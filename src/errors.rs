// src/errors.rs

//! Crate-wide error aliases and helpers.

use std::path::PathBuf;
use std::time::Duration;

use thiserror::Error;

use crate::exec::SupervisedProcessResult;

#[derive(Error, Debug)]
pub enum EvalrunError {
    #[error("Configuration error: {0}")]
    ConfigError(String),

    #[error("IO error: {0}")]
    IoError(#[from] std::io::Error),

    #[error("TOML parsing error: {0}")]
    TomlError(#[from] toml::de::Error),

    /// The engine executable or its entry script is absent. Raised before
    /// anything is spawned.
    #[error("Missing dependency: {what} not found: {}", path.display())]
    MissingDependency { what: &'static str, path: PathBuf },

    /// The engine outlived its wall-clock budget and was reclaimed.
    ///
    /// `partial` holds whatever both streams produced before termination.
    #[error("Engine timed out after {} seconds", after.as_secs())]
    EngineTimeout {
        after: Duration,
        partial: Box<SupervisedProcessResult>,
    },

    #[error(transparent)]
    Other(#[from] anyhow::Error),
}

pub use anyhow::Error;
pub type Result<T> = std::result::Result<T, EvalrunError>;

EXERCISE OBJECTIVE
Go through the entries above and count the lines with the word "EvalrunError", then give only that number.

FINISHED TASK
2